You also have some macOS renderers that sit on top of Xamarin.Forms, which is simply what plays a Mobile Bindings is doing right now.

But eventually, they will sit on top of .NET MAUI.

One other thing that they are talking about opening up is .NET MAUI but through Mac catalyst, which is essentially Apples way of running iPad apps on the desktop.

Because Apple has a similar problem.

They dont have a lot of folks wanting to build for their Mac desktop so theyre wanting to get iOS apps to run on desktops.

Probably another way for .NET MAUI to help out.

Again, if youre running on Linux, then you do have renderers again.

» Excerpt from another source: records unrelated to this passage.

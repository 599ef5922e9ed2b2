use serde::{Deserialize, Serialize};

use crate::backend::AugmentMode;

// ━━━━━━━━━━━━━━━━━━━━━━━━━━━━━━━━━━━━━━━━━━━━━━━━━━━━━━━━━━━━━━━━━━
// Reconfiguration
// ━━━━━━━━━━━━━━━━━━━━━━━━━━━━━━━━━━━━━━━━━━━━━━━━━━━━━━━━━━━━━━━━━━

#[derive(Debug, Clone, Serialize, Deserialize)]
pub struct ReconfigConfig {
    /// Debounce window for reconfiguration requests. `0` applies idle
    /// requests immediately.
    #[serde(default = "d_debounce_ms")]
    pub debounce_ms: u64,
    /// Desired augmentation state at startup.
    #[serde(default)]
    pub augmentation_enabled: bool,
    #[serde(default)]
    pub mode: AugmentMode,
    /// Restart the backend at boot if it does not match the desired state.
    #[serde(default = "d_true")]
    pub sync_on_startup: bool,
}

impl Default for ReconfigConfig {
    fn default() -> Self {
        Self {
            debounce_ms: d_debounce_ms(),
            augmentation_enabled: false,
            mode: AugmentMode::Augment,
            sync_on_startup: true,
        }
    }
}

// ━━━━━━━━━━━━━━━━━━━━━━━━━━━━━━━━━━━━━━━━━━━━━━━━━━━━━━━━━━━━━━━━━━
// Delivery
// ━━━━━━━━━━━━━━━━━━━━━━━━━━━━━━━━━━━━━━━━━━━━━━━━━━━━━━━━━━━━━━━━━━

#[derive(Debug, Clone, Serialize, Deserialize)]
pub struct DeliveryConfig {
    /// Capacity of the bounded queue between workers and the consumer.
    #[serde(default = "d_queue_capacity")]
    pub queue_capacity: usize,
}

impl Default for DeliveryConfig {
    fn default() -> Self {
        Self {
            queue_capacity: d_queue_capacity(),
        }
    }
}

fn d_debounce_ms() -> u64 {
    1_000
}
fn d_true() -> bool {
    true
}
fn d_queue_capacity() -> usize {
    256
}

I think as a .NET developer, this gives me a little bit of joy that my codes just goes to so many places, and like you said, you pick whether you want to do web stuff or you want to do .NET.

>> Yeah. Its interesting that we still make the distinction between desktop and web and mobile when if you think about it, its just apps.

Theyre apps, they have a UI, and they talked to some data somewhere, and theres code that links the two up, and then you have various screen factors, whether its your surface machine or your Mac, or your phone, or your other phone, or someone elses phone, or your iPad.

Ive got Windows, and iPhone, and iPod, an iPad, and an Android.

Ive got those all in the house and I want the apps to run on everything because if Im sitting here on my phone, I want to be able to call it the app.

Right now, this is an Android phone but I am thinking of switching over to an iPhone as my primary phone.

But its still my phone, its still a computer, it should still run apps.

>> Absolutely right. Most of what youre saying, we can do right now, I mean apps are apps.

You can put things in a shell that you can run it on desktop.

You can put things in WebAssembly, run it on a browser.

I think where do you see some of the edge cases is what exactly is your app doing.

If you are really into somewhat touch features, you might want to choose something thats a modern platform that runs as touch on touch friendly devices or as mouse and keyboard on desktop.

Or do you need a very fast rendering engine for a modern browser, you might want to get a new web view.

But if you think Robert about some of the really intense desktop applications, like graphics applications, those are actually little intensive on your CPU and GPU.

Theyre very busy in terms of the UI.

Some of that is still a little hard to do on the web.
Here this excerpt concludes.